Read about optimization

To do be able to test the hypothesis, we must find the best agreement between data and simulation. If the model is not good enough assuming we have the best possible parameters, the hypothesis must be rejected. It is possible to find this best combination of parameters by manually tuning the parameters. However, that would almost certainly take way too much time. Instead, we can find this best agreement using optimization methods.

An optimization problem generally consists of two parts, an objective function with which a current solution is evaluated and some constraints that define what is considered an acceptable solution. In our case, we can use our cost function as an objective function and set lower and upper bounds (lb/ub) on the parameter values as constraints. The problem formulation typically looks something like the equations below.

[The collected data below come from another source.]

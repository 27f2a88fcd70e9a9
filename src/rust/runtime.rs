use ort::environment::Environment;
use ort::session::builder::{GraphOptimizationLevel, SessionBuilder};
use ort::session::Session;
use std::sync::OnceLock;

use crate::predictor::PredictorError;

static ENVIRONMENT: OnceLock<Result<Environment, String>> = OnceLock::new();

#[derive(Debug, Clone)]
pub struct RuntimeConfig {
    pub inter_threads: usize,
    pub intra_threads: usize,
    pub optimization_level: GraphOptimizationLevel,
}

impl Default for RuntimeConfig {
    fn default() -> Self {
        Self {
            inter_threads: 0, // Let ONNX Runtime decide
            intra_threads: 0, // Let ONNX Runtime decide
            optimization_level: GraphOptimizationLevel::Level3,
        }
    }
}

fn init_onnx_environment() -> ort::Result<Environment> {
    ort::init()
        .with_name("sspred")
        .build()
}

/// Returns the process-wide ONNX Runtime environment, creating it on first use.
///
/// The outcome of the first attempt is remembered, so a failed initialization
/// is reported on every later call instead of being retried.
pub fn ensure_initialized() -> Result<Environment, PredictorError> {
    ENVIRONMENT
        .get_or_init(|| init_onnx_environment().map_err(|e| e.to_string()))
        .clone()
        .map_err(|e| PredictorError::ModelError(format!("Failed to initialize ONNX Runtime environment: {}", e)))
}

pub fn create_session_builder(config: &RuntimeConfig) -> Result<SessionBuilder, PredictorError> {
    let environment = ensure_initialized()?;
    let mut builder = Session::builder(&environment)?;

    // Configure threading
    if config.inter_threads > 0 {
        builder = builder
            .with_inter_threads(config.inter_threads)
            .map_err(ort::Error::from)?;
    }
    if config.intra_threads > 0 {
        builder = builder
            .with_intra_threads(config.intra_threads)
            .map_err(ort::Error::from)?;
    }

    builder = builder
        .with_optimization_level(config.optimization_level)
        .map_err(ort::Error::from)?;

    Ok(builder)
}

min v= Cost function (θ)Subject to:lb<θ<ubmin\ v=\ Cost\ function\ (\theta) \\ Subject\ to: lb<\theta<ub

An optimization problem can be hard to solve, and the solution we find is therefore not guaranteed to be the best possible solution. We can for example find a solution which is minimal in a limited surrounding, a so-called local minimum, instead of the best possible solution – the global minimum (Figure 3). There are methods to try to reach the global minimum, for example you can run the optimization several times from different starting points and look for the lowest solution among all runs. Please note that there might be multiple solutions with equal values.

Figure3
Figure 3: The difference between a local and a global minimum.

Furthermore, there exists many different methods of solving an optimization problem. If a method is implemented as an algorithm, it is typically referred to as a solver

Pick a solver

Some alternatives (read about them with doc solver)
MATLABs versions: particleswarm, simulannealbnd, fmincon,
IQM toolbox versions: simannealingIQM, simplexIQM

It is possible that not all solvers are equally good on all problems. Furthermore, it is possible to combine them, by running them sequentially.

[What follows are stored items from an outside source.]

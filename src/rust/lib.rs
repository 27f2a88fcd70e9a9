//! Per-residue protein secondary structure (Q3: helix/strand/coil) prediction.
//!
//! A raw amino-acid sequence is cleaned, encoded as a `[1, L, 24]` feature
//! tensor (22-way one-hot plus N/C-terminal flags), run through a small 1D
//! convolutional network and decoded into one label per residue.
//!
//! The network is loaded from a weights directory, preferring an ONNX graph
//! (`model_weights.onnx`) and falling back to a safetensors state dict
//! (`model_weights.safetensors`) executed natively.
//!
//! # Basic Usage
//!
//! ```rust,no_run
//! # fn main() -> Result<(), Box<dyn std::error::Error>> {
//! use sspred::Predictor;
//!
//! let predictor = Predictor::builder()
//!     .with_weights_dir("weights")
//!     .build()?;
//!
//! let prediction = predictor.predict("MKTAYIAKQRQISFVKSHFSRQ", 1)?;
//! for (residue, state) in prediction.sequence.chars().zip(&prediction.states) {
//!     println!("{} {}", residue, state);
//! }
//! # Ok(())
//! # }
//! ```
//!
//! # Serving
//!
//! [`server::create_router`] exposes the predictor over HTTP; see the
//! [`server`] module for the endpoints.

pub mod predictor;
mod runtime;
pub mod sequence;
pub mod server;
pub mod weights;

pub use predictor::{
    Composition, LabelSet, LoadInfo, ModelMeta, Prediction, Predictor, PredictorBuilder,
    PredictorError, PredictorInfo, StructureModel,
};
pub use runtime::{RuntimeConfig, create_session_builder};
pub use sequence::{clean_sequence, DEFAULT_MAX_LENGTH};
pub use weights::{WeightStore, WeightStoreError};

pub fn init_logger() {
    env_logger::init();
}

If you have a reasonably good start guess, it is probably a good idea to use a simulated annealing based solver. If you don't, particle swarm (which don't need a start guess) is probably a good solution.

Note that most solvers only allow for the objective function to get one input variable (the parameter values). In our case, we want to pass along parameter values, model name, and experimental data.

Solve the issue with solvers only passing one input variable to the cost function

Most solvers can only call the cost function with one input variable (the parameter values). We must therefore update our script so that we only pass one input from the Main script to the cost function. Update your scripts to have only one variable (the parameter values) passed from Main script to the cost function

One way to bypass this limitation is to update the CostFunction to only accept one input and instead get the data and select model by either loading the data and model name in the cost function, or by getting them in as global variables. However, both of these methods have issues. A third (and better) alternative is to use anonymous functions. Essentially, we create a new function which takes one input, and then calls CostFunction with that input as well as extra inputs.

sequenceDiagram Main->> Intermediary: params Intermediary ->> CostFunction: expData, params, modelName CostFunction ->> SimulateModel: modelName, params, time SimulateModel ->> CostFunction: ySim CostFunction ->> Intermediary: cost Intermediary ->> Main: cost

How to implement anonymous functions:
Replace (in main_function):
cost = CostFunction(expdata, modelName, params)
With:

func = @(p) CostFunction(expdata, modelName, p)
cost = func(params)

Here, func acts as an intermediary function, passing along more arguments to the real cost function. Note that if expdata is changed, the output from func will not change. To do that, func must be redefined (as above).

Add optimization to your main script

Implement the solver you picked. Remember, you can read more about it and see examples with doc solver or help solver (where solver is the name of the solver you want to know more about).
In the end, you scripts should have a structure similar to the figure below.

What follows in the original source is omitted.